Effectivement, il y’a un projet ambitieux derrière The Happy New Year. On va dire que The Happy New Year, c’est le lancement d’un vaste projet que nous voulons réaliser dans le cadre de la sensibilisation des jeunes. Il s’agit d’organiser d’abord The Happy New Year à Daloa, l’une des villes les plus touchées par le fléau de l’immigration clandestine. Nous voulons aussi faire la même représentation à Abobo. Etant donné qu’on veut sensibiliser tous les jeunes de la Côte d’Ivoire, nous ne pouvons pas nous limiter à ces deux villes. Il s’agit donc de faire le film de la pièce The Eldorado,  qui touche du doigt le danger que constitue ce phénomène. Ensuite de continuer la campagne de sensibilisation à travers des projections de ce film.
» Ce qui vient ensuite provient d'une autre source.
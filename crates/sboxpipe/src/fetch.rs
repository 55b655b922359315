//! Subscription fetchers: HTTP(S), local file, and token-authenticated API.
//!
//! All fetchers enforce the scheme whitelist, a hard body cap and explicit
//! timeouts. Transient HTTP failures are retried with capped exponential
//! backoff and jitter before surfacing as recoverable fetch errors.

use std::collections::HashMap;
use std::io::Read;
use std::path::PathBuf;
use std::sync::{Arc, Mutex, OnceLock};
use std::time::Duration;

use sha2::{Digest, Sha256};
use thiserror::Error;

use sboxpipe_types::{SourceKind, SubscriptionSource};

/// Default response body cap: 2 MiB.
pub const DEFAULT_BODY_CAP: usize = 2 * 1024 * 1024;

/// Default request timeout.
pub const DEFAULT_TIMEOUT: Duration = Duration::from_secs(30);

/// Default User-Agent sent with subscription requests.
pub const DEFAULT_USER_AGENT: &str = "ClashMeta/1.0";

/// Allowed URL schemes for URL-bearing sources.
pub const SCHEME_WHITELIST: [&str; 3] = ["http", "https", "file"];

#[derive(Debug, Clone, Default, PartialEq, Eq)]
pub enum UserAgent {
    /// `ClashMeta/1.0`
    #[default]
    Default,
    Custom(String),
    /// Omit the header entirely.
    Omit,
}

impl UserAgent {
    fn header_value(&self) -> Option<&str> {
        match self {
            UserAgent::Default => Some(DEFAULT_USER_AGENT),
            UserAgent::Custom(value) => Some(value),
            UserAgent::Omit => None,
        }
    }

    fn cache_token(&self) -> &str {
        match self {
            UserAgent::Default => DEFAULT_USER_AGENT,
            UserAgent::Custom(value) => value,
            UserAgent::Omit => "",
        }
    }
}

/// Per-fetch knobs, derived from profile + CLI flags by the manager.
#[derive(Debug, Clone)]
pub struct FetchOptions {
    pub timeout: Duration,
    pub body_cap: usize,
    pub user_agent: UserAgent,
    pub force_reload: bool,
    /// Attempts for transient failures; 1 disables retry.
    pub max_attempts: u32,
    pub base_delay: Duration,
}

impl Default for FetchOptions {
    fn default() -> Self {
        Self {
            timeout: DEFAULT_TIMEOUT,
            body_cap: DEFAULT_BODY_CAP,
            user_agent: UserAgent::Default,
            force_reload: false,
            max_attempts: 2,
            base_delay: Duration::from_millis(500),
        }
    }
}

#[derive(Debug, Error)]
pub enum FetchError {
    #[error("unsupported scheme: {0}")]
    UnsupportedScheme(String),
    #[error("oversize response body (cap {limit} bytes)")]
    Oversize { limit: usize },
    #[error("http status {status}")]
    Status { status: u16 },
    #[error("request timed out after {0:?}")]
    Timeout(Duration),
    #[error("network error: {0}")]
    Network(String),
    #[error("path escapes fetch base directory: {}", .0.display())]
    PathEscape(PathBuf),
    #[error(transparent)]
    Io(#[from] std::io::Error),
}

impl FetchError {
    /// Transient failures are worth a retry; everything else is final.
    pub fn is_transient(&self) -> bool {
        match self {
            FetchError::Timeout(_) | FetchError::Network(_) => true,
            FetchError::Status { status } => *status >= 500,
            _ => false,
        }
    }
}

/// Retrieval of raw subscription bytes.
pub trait Fetcher: Send + Sync {
    fn id(&self) -> &'static str;

    fn fetch(
        &self,
        source: &SubscriptionSource,
        options: &FetchOptions,
    ) -> Result<Vec<u8>, FetchError>;
}

/// Validate a source URL against the scheme whitelist before any I/O.
///
/// Bare paths (no scheme separator) are treated as `file`.
pub fn validate_scheme(url: &str) -> Result<&'static str, FetchError> {
    let Some((scheme, _)) = url.split_once("://") else {
        return Ok("file");
    };
    let scheme = scheme.to_ascii_lowercase();
    SCHEME_WHITELIST
        .iter()
        .find(|allowed| **allowed == scheme)
        .copied()
        .ok_or(FetchError::UnsupportedScheme(scheme))
}

/// Pick the fetcher matching a source.
pub fn fetcher_for(source: &SubscriptionSource) -> Result<Box<dyn Fetcher>, FetchError> {
    let scheme = validate_scheme(&source.url)?;
    match source.kind {
        SourceKind::ApiToken => Ok(Box::new(ApiTokenFetcher::from_env())),
        SourceKind::File => Ok(Box::new(FileFetcher::unrestricted())),
        SourceKind::Url => match scheme {
            "file" => Ok(Box::new(FileFetcher::unrestricted())),
            _ => Ok(Box::new(UrlFetcher)),
        },
    }
}

/// HTTP(S) fetcher with automatic gzip/deflate decompression.
pub struct UrlFetcher;

impl Fetcher for UrlFetcher {
    fn id(&self) -> &'static str {
        "url"
    }

    fn fetch(
        &self,
        source: &SubscriptionSource,
        options: &FetchOptions,
    ) -> Result<Vec<u8>, FetchError> {
        validate_scheme(&source.url)?;
        fetch_with_retry(&source.url, options, None)
    }
}

/// HTTP fetcher adding a bearer token. The token is never logged and never
/// stored in the cache.
pub struct ApiTokenFetcher {
    token: String,
}

impl ApiTokenFetcher {
    pub fn new(token: impl Into<String>) -> Self {
        Self {
            token: token.into(),
        }
    }

    /// Token from `SBOXPIPE_API_TOKEN`; empty when unset.
    pub fn from_env() -> Self {
        Self {
            token: std::env::var("SBOXPIPE_API_TOKEN").unwrap_or_default(),
        }
    }
}

impl Fetcher for ApiTokenFetcher {
    fn id(&self) -> &'static str {
        "api-token"
    }

    fn fetch(
        &self,
        source: &SubscriptionSource,
        options: &FetchOptions,
    ) -> Result<Vec<u8>, FetchError> {
        validate_scheme(&source.url)?;
        fetch_with_retry(&source.url, options, Some(&self.token))
    }
}

/// Local file fetcher, optionally confined to a base directory.
pub struct FileFetcher {
    base_dir: Option<PathBuf>,
}

impl FileFetcher {
    pub fn confined(base_dir: PathBuf) -> Self {
        Self {
            base_dir: Some(base_dir),
        }
    }

    pub fn unrestricted() -> Self {
        Self { base_dir: None }
    }

    fn resolve(&self, url: &str) -> Result<PathBuf, FetchError> {
        let raw = url.strip_prefix("file://").unwrap_or(url);
        let path = PathBuf::from(raw);

        let Some(base) = &self.base_dir else {
            return Ok(path);
        };

        // Canonicalization resolves symlinks, so a link pointing outside
        // the base is caught the same way a `..` traversal is.
        let canonical_base = base.canonicalize()?;
        let canonical = path.canonicalize()?;
        if !canonical.starts_with(&canonical_base) {
            return Err(FetchError::PathEscape(path));
        }
        Ok(canonical)
    }
}

impl Fetcher for FileFetcher {
    fn id(&self) -> &'static str {
        "file"
    }

    fn fetch(
        &self,
        source: &SubscriptionSource,
        options: &FetchOptions,
    ) -> Result<Vec<u8>, FetchError> {
        validate_scheme(&source.url)?;
        let path = self.resolve(&source.url)?;

        let meta = std::fs::metadata(&path)?;
        if meta.len() > options.body_cap as u64 {
            return Err(FetchError::Oversize {
                limit: options.body_cap,
            });
        }
        Ok(std::fs::read(&path)?)
    }
}

fn fetch_with_retry(
    url: &str,
    options: &FetchOptions,
    bearer: Option<&str>,
) -> Result<Vec<u8>, FetchError> {
    let max_attempts = options.max_attempts.max(1);
    let mut attempt = 0;
    loop {
        attempt += 1;
        match http_fetch_once(url, options, bearer) {
            Ok(body) => return Ok(body),
            Err(err) if err.is_transient() && attempt < max_attempts => {
                std::thread::sleep(backoff_delay(options.base_delay, attempt));
            }
            Err(err) => return Err(err),
        }
    }
}

fn http_fetch_once(
    url: &str,
    options: &FetchOptions,
    bearer: Option<&str>,
) -> Result<Vec<u8>, FetchError> {
    let client = reqwest::blocking::Client::builder()
        .timeout(options.timeout)
        .gzip(true)
        .deflate(true)
        .build()
        .map_err(|e| FetchError::Network(e.to_string()))?;

    let mut request = client.get(url);
    if let Some(ua) = options.user_agent.header_value() {
        request = request.header("User-Agent", ua);
    }
    if let Some(token) = bearer {
        if !token.is_empty() {
            request = request.header("Authorization", format!("Bearer {token}"));
        }
    }

    let response = request.send().map_err(|e| {
        if e.is_timeout() {
            FetchError::Timeout(options.timeout)
        } else {
            FetchError::Network(e.to_string())
        }
    })?;

    let status = response.status();
    if !status.is_success() {
        return Err(FetchError::Status {
            status: status.as_u16(),
        });
    }

    // Read one byte past the cap so a lying Content-Length cannot smuggle
    // an oversize body through.
    let mut body = Vec::new();
    let mut limited = response.take(options.body_cap as u64 + 1);
    limited
        .read_to_end(&mut body)
        .map_err(|e| FetchError::Network(e.to_string()))?;
    if body.len() > options.body_cap {
        return Err(FetchError::Oversize {
            limit: options.body_cap,
        });
    }
    Ok(body)
}

fn backoff_delay(base: Duration, attempt: u32) -> Duration {
    let exp = base.saturating_mul(1u32 << (attempt - 1).min(8));
    // ±50% jitter.
    let factor = 0.5 + rand::random::<f64>();
    Duration::from_millis((exp.as_millis() as f64 * factor) as u64)
}

/// Cache key for successful raw bodies.
#[derive(Debug, Clone, PartialEq, Eq, Hash)]
pub struct CacheKey {
    pub fetcher_id: String,
    pub url: String,
    pub user_agent: String,
    pub headers_hash: String,
}
#![no_main]

use libfuzzer_sys::fuzz_target;
use sboxpipe_agent::{decode_message, encode_frame, read_frame};

fuzz_target!(|data: &[u8]| {
    // Arbitrary streams never panic the frame reader.
    let mut cursor = std::io::Cursor::new(data.to_vec());
    if let Ok(payload) = read_frame(&mut cursor) {
        let _ = decode_message(&payload);
    }

    // And any cap-sized payload survives an encode/decode round trip.
    if data.len() <= sboxpipe_agent::MAX_FRAME_LEN as usize {
        let framed = encode_frame(data);
        let mut cursor = std::io::Cursor::new(framed);
        let decoded = read_frame(&mut cursor).expect("self-encoded frame must decode");
        assert_eq!(decoded, data);
    }
});
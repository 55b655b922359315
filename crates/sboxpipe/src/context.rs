//! Per-invocation pipeline context.

use std::collections::BTreeMap;
use std::sync::Arc;

use sboxpipe_events::trace;
use sboxpipe_types::{FullProfile, PipelineMode, RouteRuleSpec};
use serde_json::Value;

/// Total serialized-byte cap on context metadata.
pub const METADATA_BYTE_CAP: usize = 64 * 1024;

/// Value object carrying one pipeline run's identity and knobs.
///
/// Owned by the invocation; never shared across runs. The metadata map is
/// bounded: additions past [`METADATA_BYTE_CAP`] are truncated (strings) or
/// dropped (everything else) and the context is flagged.
#[derive(Debug, Clone)]
pub struct PipelineContext {
    pub trace_id: String,
    pub source_url: String,
    pub mode: PipelineMode,
    pub debug_level: u8,
    pub profile: Arc<FullProfile>,
    pub user_routes: Vec<RouteRuleSpec>,
    /// Excluded server identity hashes active for this run.
    pub exclusions: Vec<String>,
    metadata: BTreeMap<String, Value>,
    metadata_bytes: usize,
    metadata_truncated: bool,
}

impl PipelineContext {
    pub fn new(source_url: impl Into<String>, mode: PipelineMode, profile: Arc<FullProfile>) -> Self {
        Self::with_trace_id(trace::generate_trace_id(), source_url, mode, profile)
    }

    pub fn with_trace_id(
        trace_id: impl Into<String>,
        source_url: impl Into<String>,
        mode: PipelineMode,
        profile: Arc<FullProfile>,
    ) -> Self {
        let user_routes = profile.routing.custom_routes.clone();
        Self {
            trace_id: trace_id.into(),
            source_url: source_url.into(),
            mode,
            debug_level: profile.ui.debug_level,
            profile,
            user_routes,
            exclusions: Vec::new(),
            metadata: BTreeMap::new(),
            metadata_bytes: 0,
            metadata_truncated: false,
        }
    }

    /// Insert a metadata value, honouring the byte cap.
    ///
    /// Returns false when the value had to be truncated or dropped.
    pub fn set_metadata(&mut self, key: impl Into<String>, value: Value) -> bool {
        let key = key.into();
        let size = key.len() + value.to_string().len();

        if self.metadata_bytes + size <= METADATA_BYTE_CAP {
            self.metadata_bytes += size;
            self.metadata.insert(key, value);
            return true;
        }

        self.metadata_truncated = true;
        let budget = METADATA_BYTE_CAP.saturating_sub(self.metadata_bytes + key.len());
        if budget > 0 {
            if let Value::String(s) = &value {
                let truncated: String = s.chars().take(budget).collect();
                self.metadata_bytes += key.len() + truncated.len();
                self.metadata.insert(key, Value::String(truncated));
            }
        }
        false
    }

    pub fn metadata(&self, key: &str) -> Option<&Value> {
        self.metadata.get(key)
    }

    pub fn metadata_str(&self, key: &str) -> Option<&str> {
        self.metadata.get(key).and_then(Value::as_str)
    }

    pub fn metadata_map(&self) -> &BTreeMap<String, Value> {
        &self.metadata
    }

    pub fn metadata_truncated(&self) -> bool {
        self.metadata_truncated
    }
}
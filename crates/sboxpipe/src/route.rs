//! Routing rule synthesis.
//!
//! The routing plugin turns the surviving server set plus user-declared
//! routes into an engine-neutral rule list. Exporters translate the result
//! into target syntax (rule actions for modern sing-box, legacy outbound
//! references otherwise).

use sboxpipe_types::{ParsedServer, PipelineMode, RouteRuleSpec};

/// Tag of the auto-select group exporters emit.
pub const URLTEST_TAG: &str = "auto";

/// One engine-neutral routing rule.
#[derive(Debug, Clone, PartialEq)]
pub struct RouteRule {
    pub domain_suffix: Vec<String>,
    pub ip_cidr: Vec<String>,
    pub protocol: Option<String>,
    /// Destination outbound tag, or the DNS hijack action.
    pub target: RouteTarget,
}

#[derive(Debug, Clone, PartialEq)]
pub enum RouteTarget {
    Outbound(String),
    HijackDns,
}

/// Complete routing decision handed to the exporter.
#[derive(Debug, Clone, PartialEq)]
pub struct RoutingConfig {
    pub rules: Vec<RouteRule>,
    /// Final outbound tag; `auto` resolves to the urltest group.
    pub final_outbound: String,
    /// Whether the exporter must emit a urltest group.
    pub needs_urltest: bool,
}

/// Produces a rule set from servers, user routes and exclusions.
pub trait RoutingPlugin: Send + Sync {
    fn build(
        &self,
        servers: &[ParsedServer],
        user_routes: &[RouteRuleSpec],
        final_override: Option<&str>,
        mode: PipelineMode,
    ) -> RoutingConfig;
}

/// Default router: DNS hijack first, then user routes in declaration
/// order, finishing on the configured final outbound.
pub struct DefaultRouter;

impl RoutingPlugin for DefaultRouter {
    fn build(
        &self,
        servers: &[ParsedServer],
        user_routes: &[RouteRuleSpec],
        final_override: Option<&str>,
        _mode: PipelineMode,
    ) -> RoutingConfig {
        let mut rules = vec![RouteRule {
            domain_suffix: Vec::new(),
            ip_cidr: Vec::new(),
            protocol: Some("dns".to_string()),
            target: RouteTarget::HijackDns,
        }];

        for spec in user_routes {
            rules.push(RouteRule {
                domain_suffix: spec.domain_suffix.clone(),
                ip_cidr: spec.ip_cidr.clone(),
                protocol: spec.protocol.clone(),
                target: RouteTarget::Outbound(spec.outbound.clone()),
            });
        }

        let final_outbound = final_override.unwrap_or(URLTEST_TAG).to_string();
        // A urltest group only makes sense with at least one real server.
        let needs_urltest = servers.iter().any(|s| !s.protocol.is_virtual());

        RoutingConfig {
            rules,
            final_outbound,
            needs_urltest,
        }
    }
}

#[cfg(test)]
mod tests {
    use sboxpipe_types::Protocol;

    use super::*;

    #[test]
    fn default_router_emits_hijack_rule_and_auto_final() {
        let servers = vec![ParsedServer::new(Protocol::Vless, "h", 443)];
        let routing = DefaultRouter.build(&servers, &[], None, PipelineMode::Tolerant);

        assert_eq!(routing.final_outbound, URLTEST_TAG);
        assert!(routing.needs_urltest);
        assert_eq!(routing.rules.len(), 1);
        assert_eq!(routing.rules[0].target, RouteTarget::HijackDns);
    }

    #[test]
    fn final_override_wins() {
        let routing = DefaultRouter.build(&[], &[], Some("direct"), PipelineMode::Strict);
        assert_eq!(routing.final_outbound, "direct");
        assert!(!routing.needs_urltest);
    }

    #[test]
    fn user_routes_keep_declaration_order() {
        let user_routes = vec![
            RouteRuleSpec {
                domain_suffix: vec!["example.com".to_string()],
                outbound: "direct".to_string(),
                ..RouteRuleSpec::default()
            },
            RouteRuleSpec {
                ip_cidr: vec!["10.0.0.0/8".to_string()],
                outbound: "block".to_string(),
                ..RouteRuleSpec::default()
            },
        ];
        let routing = DefaultRouter.build(&[], &user_routes, None, PipelineMode::Tolerant);

        assert_eq!(routing.rules.len(), 3);
        assert_eq!(
            routing.rules[1].target,
            RouteTarget::Outbound("direct".to_string())
        );
        assert_eq!(
            routing.rules[2].target,
            RouteTarget::Outbound("block".to_string())
        );
    }
}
Cela se fera à travers nos points focaux qui existent déjà dans les différentes communes de Côte d’Ivoire.

Comment comptez-vous financer votre projet ?

Nous n’avons pas, pour l’heure, les moyens de notre politique. C’est justement pour cela que nous organisons ce lancement qui vise à faire un lobbying auprès des institutions en charge de la lutte contre l’immigration. Nous visons certains ministères qui ont pour cahier de charges la lutte contre ce fléau. Notamment le ministère de l’Intégration et des Ivoiriens de l’étranger, celui de l’Intérieur et pourquoi pas le ministère de la Culture puisqu’il s’agit des activités artistiques. Nous entendons œuvrer avec l’OIM, le HCR, l’ONU et bien d’autres.

Comment se fait l’accès à cet événement ?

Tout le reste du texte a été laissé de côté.